I’ve noticed a general lack of cravings for sweets (though I’ve had my moments)
Some days, my appetite goes dead – I have to remind myself to eat.
While I don’t check every day, I’ve been in ketosis on and off throughout the month.
I’m controlling my blood sugar. In the past, I’ve woken to blood sugar as high as 157, and averaged it the 130s. Now I’m seeing blood sugar in the 80s twice in a week and my average is staying below 120.
Indulged myself here and there. A cookie here, a Lindt chocolate ball there. Some Chinese food that probably contained carbs I could have avoided. Half a slice of pizza and the leftover pizza toppings my kids pull off. I lived a little, gave in to my cravings in moderation, and still took off 2 pounds per week. It adds a balance to my life to be able to do this and still lose weight. It’s not easy, but it seems to be getting easier.
There is a direct correlation between my weight and my happiness. Despite the bad and the ugly below, I feel better.
My clothes that I bought in the fall to fit me – before I put on even MORE weight – now fit again.
Probably drink too much coffee, though I’ve noticed my cravings for it decline in the past month.
Drank too much red wine, which I’m sure has slowed the rate of weight loss.
I’m seriously torn about vitamins because I’ve come to believe we can’t trust what’s in ’em. I have only had my vitamins a few days in the past 5 weeks. I don’t know what’s worse – taking them or not taking them.
I don’t eat consistently. No routine. Sometimes when the appetite goes dead, I don’t eat for extended periods, which I don’t feel is good for you.
While trying to avoid chemicals, I have indulged in the SodaStream soda mixes, nitrated deli meats, deli cheese and putting EZ-Sweetz on my Fage yogurt, though I am adapting to having the plain Fage yogurt without the sweetener – sometimes I do – sometimes I don’t.
I have been sick with a chest cold since December. I think I’m on the verge of shaking it – but I’ve been saying this for weeks now. I’ve been the victim of the Northeast snow and freezing rain, and I’m sure having to shovel snow for hours has not helped me get better (though it might have burned some calories – quite a workout).
I gave up the exercise when I got sick – figuring that I needed rest more than exercise – but I haven’t started up yet.
I probably don’t eat enough veggies, with the exception of the kale soup – I’ve simplified and refined the recipe and it’s awesome. Throw some shredded cheese on top and melt it into the soup and it’s even more awesome.
The nicotine lozenges, which helped me kick the cigarette habit I briefly took up during my vacation, is now a habit.
Unusually high levels of stress from work have not made things ideal for cutting back on the wine or the lozenges – both have to go, but right now isn’t the time – I need to get through a crisis period at work and have a clear head to tackle these.
I noticed what could be coincidence – but maybe a correlation?
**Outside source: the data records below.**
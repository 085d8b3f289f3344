//! Weekly class timetable generation for the U-Engine ecosystem.
//!
//! Generates candidate weekly timetables from a catalog of course sections
//! such that no two meetings overlap and each course contributes at most
//! one lecture and at most one recitation.
//!
//! # Modules
//!
//! - **`models`**: Domain types: `Course`, `Section`, `Meeting`, `Weekday`,
//!   `Catalog`, `WeeklyCandidate`
//! - **`timetable`**: Generation pipeline: per-day interval DP, cross-day
//!   composition, canonicalization, course-count sampling, recitation
//!   placement, and the multi-run search
//! - **`validation`**: Catalog integrity checks (duplicate IDs, malformed
//!   section IDs, invalid meeting times)
//! - **`config`**: `SearchConfig` tunables
//!
//! # Guarantees
//!
//! Every returned timetable is conflict-free and course-unique. The search
//! is not exhaustive: chains are optimal per weekday only, and recitation
//! placement is first-fit.
//!
//! # Example
//!
//! ```
//! use u_timetable::{search, Catalog, SearchConfig};
//!
//! let catalog = Catalog::from_json_str(r#"[
//!     {"id": "CS-101", "sections": [
//!         {"id": "CS-101-A", "activity": "Lecture",
//!          "meetings": [{"day": "M", "start": 9, "end": 10}]},
//!         {"id": "CS-101-R1", "activity": "Recitation",
//!          "meetings": [{"day": "T", "start": 9, "end": 10}]}
//!     ]}
//! ]"#).unwrap();
//!
//! let outcome = search(&catalog, &SearchConfig::default().with_runs(3)).unwrap();
//! let best = &outcome.candidates[0];
//! assert_eq!(best.lectures, vec!["CS-101-A"]);
//! assert_eq!(best.recitations, vec!["CS-101-R1"]);
//! ```
//!
//! # References
//!
//! - Kleinberg & Tardos (2005), "Algorithm Design", Ch. 6.1
//! - Pinedo (2016), "Scheduling: Theory, Algorithms, and Systems"

pub mod config;
pub mod error;
pub mod models;
pub mod timetable;
pub mod validation;

pub use config::SearchConfig;
pub use error::{Error, Result};
pub use models::{Catalog, WeeklyCandidate};
pub use timetable::{search, SearchOutcome, TimetableGenerator};
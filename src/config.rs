//! Search configuration.
//!
//! All tunables of the generation pipeline and the multi-run search
//! live in [`SearchConfig`]. Defaults reproduce the classic behavior:
//! 10 diversity samples per weekday, a 0.001 tie-breaking jitter, and
//! 15 independent runs.

use serde::{Deserialize, Serialize};

use crate::error::{Error, Result};

/// Default exclusive upper bound of the end-time jitter.
pub const DEFAULT_JITTER: f64 = 0.001;
/// Default number of diversity samples per weekday.
pub const DEFAULT_SAMPLES_PER_DAY: usize = 10;
/// Default number of search runs.
pub const DEFAULT_RUNS: usize = 15;

/// Configuration for timetable generation.
///
/// # Example
///
/// ```
/// use u_timetable::SearchConfig;
///
/// let config = SearchConfig::default()
///     .with_credit_limit(4)
///     .with_runs(5)
///     .with_seed(7);
/// assert!(config.validate().is_ok());
/// ```
#[derive(Debug, Clone, PartialEq, Serialize, Deserialize)]
#[serde(default)]
pub struct SearchConfig {
    /// Exclusive upper bound of the random value added to interval end
    /// times for tie-breaking. Must be smaller than the catalog's time
    /// granularity.
    pub jitter: f64,
    /// Number of optimal-chain samples drawn per weekday.
    pub samples_per_day: usize,
    /// Target number of courses per timetable. `None` keeps whole
    /// canonical candidates.
    pub credit_limit: Option<usize>,
    /// Number of independent pipeline runs in a search.
    pub runs: usize,
    /// Base seed; each run derives its own stream from it.
    pub seed: u64,
    /// Cap on the composed and sampled candidate lists.
    pub max_candidates: Option<usize>,
    /// Run search repetitions on the rayon thread pool. Requires the
    /// `parallel` feature; without it runs execute sequentially.
    pub parallel: bool,
}

impl Default for SearchConfig {
    fn default() -> Self {
        Self {
            jitter: DEFAULT_JITTER,
            samples_per_day: DEFAULT_SAMPLES_PER_DAY,
            credit_limit: None,
            runs: DEFAULT_RUNS,
            seed: 0,
            max_candidates: None,
            parallel: false,
        }
    }
}

impl SearchConfig {
    /// Sets the tie-breaking jitter bound.
    pub fn with_jitter(mut self, jitter: f64) -> Self {
        self.jitter = jitter;
        self
    }

    /// Sets the number of samples per weekday.
    pub fn with_samples_per_day(mut self, samples: usize) -> Self {
        self.samples_per_day = samples;
        self
    }

    /// Sets the target course count.
    pub fn with_credit_limit(mut self, k: usize) -> Self {
        self.credit_limit = Some(k);
        self
    }

    /// Sets the number of search runs.
    pub fn with_runs(mut self, runs: usize) -> Self {
        self.runs = runs;
        self
    }

    /// Sets the base seed.
    pub fn with_seed(mut self, seed: u64) -> Self {
        self.seed = seed;
        self
    }

    /// Caps intermediate candidate lists.
    pub fn with_max_candidates(mut self, cap: usize) -> Self {
        self.max_candidates = Some(cap);
        self
    }

    /// Enables or disables search runs on the rayon pool.
    pub fn with_parallel(mut self, parallel: bool) -> Self {
        self.parallel = parallel;
        self
    }

    /// Checks that every parameter is within its domain.
    pub fn validate(&self) -> Result<()> {
        if !self.jitter.is_finite() || self.jitter <= 0.0 {
            return Err(Error::InvalidConfig(format!(
                "jitter must be a positive finite number, got {}",
                self.jitter
            )));
        }
        if self.samples_per_day == 0 {
            return Err(Error::InvalidConfig("samples_per_day must be at least 1".into()));
        }
        if self.runs == 0 {
            return Err(Error::InvalidConfig("runs must be at least 1".into()));
        }
        if self.credit_limit == Some(0) {
            return Err(Error::InvalidConfig("credit_limit must be at least 1".into()));
        }
        if self.max_candidates == Some(0) {
            return Err(Error::InvalidConfig("max_candidates must be at least 1".into()));
        }
        Ok(())
    }
}

#[cfg(test)]
mod tests {
    use super::*;

    #[test]
    fn test_defaults() {
        let config = SearchConfig::default();
        assert_eq!(config.jitter, 0.001);
        assert_eq!(config.samples_per_day, 10);
        assert_eq!(config.runs, 15);
        assert!(config.credit_limit.is_none());
        assert!(config.validate().is_ok());
    }

    #[test]
    fn test_partial_json_uses_defaults() {
        let config: SearchConfig = serde_json::from_str(r#"{"credit_limit": 5, "seed": 42}"#).unwrap();
        assert_eq!(config.credit_limit, Some(5));
        assert_eq!(config.seed, 42);
        assert_eq!(config.samples_per_day, DEFAULT_SAMPLES_PER_DAY);
    }

    #[test]
    fn test_invalid_values() {
        let bad = [
            SearchConfig::default().with_jitter(0.0),
            SearchConfig::default().with_jitter(f64::INFINITY),
            SearchConfig::default().with_samples_per_day(0),
            SearchConfig::default().with_runs(0),
            SearchConfig::default().with_credit_limit(0),
            SearchConfig::default().with_max_candidates(0),
        ];
        for config in bad {
            assert!(
                matches!(config.validate(), Err(Error::InvalidConfig(_))),
                "{config:?} should be rejected"
            );
        }
    }
}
On a number of nights after a very low carb day, I would splurge with a small high-carb treat – say 20 grams of nearly pure glucose – and in the morning my blood sugar would DROP. My unprofessional, amateur endocrinologist hypothesis is that insulin response needs periods of ‘exercise’ to keep in top shape when on a very low carb diet. Most people’s insulin response is like a chronic, obsessive exerciser – exhausted from too much working out. But on a very low carb diet, it gets time to relax and recover. The occasional Lindt chocolate ball is like moderate exercise and keeps the insulin response fit and trim – but what do I know?